- **Goal of the exercise**: Read the records and gather each line that includes "another".

- **Data provided**:
◆ ◆ ◆ ◆ ◆
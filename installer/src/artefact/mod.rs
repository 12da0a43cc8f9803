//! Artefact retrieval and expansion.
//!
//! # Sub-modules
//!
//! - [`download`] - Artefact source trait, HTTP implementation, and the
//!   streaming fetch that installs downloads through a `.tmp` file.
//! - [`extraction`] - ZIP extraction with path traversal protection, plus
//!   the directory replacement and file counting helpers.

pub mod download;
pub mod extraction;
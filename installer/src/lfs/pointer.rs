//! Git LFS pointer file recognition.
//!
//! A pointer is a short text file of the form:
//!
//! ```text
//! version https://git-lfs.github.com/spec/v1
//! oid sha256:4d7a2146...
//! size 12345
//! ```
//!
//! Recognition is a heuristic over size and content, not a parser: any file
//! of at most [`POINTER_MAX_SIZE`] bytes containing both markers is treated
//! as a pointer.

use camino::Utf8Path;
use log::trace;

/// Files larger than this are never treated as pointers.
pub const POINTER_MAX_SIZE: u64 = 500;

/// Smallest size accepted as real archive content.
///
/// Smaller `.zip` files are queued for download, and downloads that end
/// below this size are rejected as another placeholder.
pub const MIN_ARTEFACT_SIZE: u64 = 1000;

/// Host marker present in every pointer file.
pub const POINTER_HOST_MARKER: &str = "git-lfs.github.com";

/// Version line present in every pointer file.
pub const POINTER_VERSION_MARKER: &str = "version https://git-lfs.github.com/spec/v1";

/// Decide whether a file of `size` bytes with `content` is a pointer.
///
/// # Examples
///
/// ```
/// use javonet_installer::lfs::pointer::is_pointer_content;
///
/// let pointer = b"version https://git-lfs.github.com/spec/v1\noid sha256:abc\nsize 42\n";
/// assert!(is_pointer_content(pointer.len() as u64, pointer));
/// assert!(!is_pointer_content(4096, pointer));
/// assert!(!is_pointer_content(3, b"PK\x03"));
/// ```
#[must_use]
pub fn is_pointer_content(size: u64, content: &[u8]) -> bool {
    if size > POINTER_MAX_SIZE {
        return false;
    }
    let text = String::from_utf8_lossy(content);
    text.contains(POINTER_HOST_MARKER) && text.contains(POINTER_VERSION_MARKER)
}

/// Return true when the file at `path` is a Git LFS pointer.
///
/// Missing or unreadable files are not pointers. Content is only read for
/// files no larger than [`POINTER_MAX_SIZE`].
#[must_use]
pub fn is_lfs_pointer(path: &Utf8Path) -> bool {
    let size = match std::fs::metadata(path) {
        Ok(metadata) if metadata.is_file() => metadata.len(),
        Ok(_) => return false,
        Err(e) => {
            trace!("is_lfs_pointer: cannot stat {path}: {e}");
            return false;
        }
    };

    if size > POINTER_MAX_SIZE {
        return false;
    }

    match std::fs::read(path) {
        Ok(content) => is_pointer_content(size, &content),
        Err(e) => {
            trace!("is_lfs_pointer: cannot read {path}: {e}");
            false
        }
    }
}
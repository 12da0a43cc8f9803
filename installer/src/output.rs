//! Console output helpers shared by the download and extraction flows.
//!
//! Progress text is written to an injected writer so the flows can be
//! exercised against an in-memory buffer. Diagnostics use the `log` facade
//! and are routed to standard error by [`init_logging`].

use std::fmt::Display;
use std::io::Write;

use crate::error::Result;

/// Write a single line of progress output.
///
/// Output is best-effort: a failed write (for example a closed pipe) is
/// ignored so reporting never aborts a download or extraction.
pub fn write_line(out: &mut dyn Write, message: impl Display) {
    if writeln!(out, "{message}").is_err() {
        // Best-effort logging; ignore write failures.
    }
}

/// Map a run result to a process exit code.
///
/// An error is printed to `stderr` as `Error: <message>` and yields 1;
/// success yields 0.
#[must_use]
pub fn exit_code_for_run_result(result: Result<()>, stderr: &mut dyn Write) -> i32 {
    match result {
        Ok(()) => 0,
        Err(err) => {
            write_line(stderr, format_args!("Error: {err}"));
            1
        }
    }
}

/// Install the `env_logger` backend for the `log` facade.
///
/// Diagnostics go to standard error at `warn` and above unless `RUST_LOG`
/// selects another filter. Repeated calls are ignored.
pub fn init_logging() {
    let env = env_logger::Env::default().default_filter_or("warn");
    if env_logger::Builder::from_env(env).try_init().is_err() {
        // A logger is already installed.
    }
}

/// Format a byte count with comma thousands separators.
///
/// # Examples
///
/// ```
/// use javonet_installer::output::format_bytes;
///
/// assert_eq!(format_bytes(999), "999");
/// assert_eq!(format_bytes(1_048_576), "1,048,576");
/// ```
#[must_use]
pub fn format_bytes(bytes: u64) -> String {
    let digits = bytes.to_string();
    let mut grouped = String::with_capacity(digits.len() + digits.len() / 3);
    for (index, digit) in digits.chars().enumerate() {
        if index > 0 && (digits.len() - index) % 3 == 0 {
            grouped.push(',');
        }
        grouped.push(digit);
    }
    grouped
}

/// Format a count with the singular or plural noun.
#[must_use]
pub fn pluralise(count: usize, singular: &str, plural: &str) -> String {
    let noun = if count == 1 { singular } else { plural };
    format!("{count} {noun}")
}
◆ ◆ ◆ ◆ ◆
- **Answer section**:
/// below this size are rejected as another placeholder.
/// selects another filter. Repeated calls are ignored.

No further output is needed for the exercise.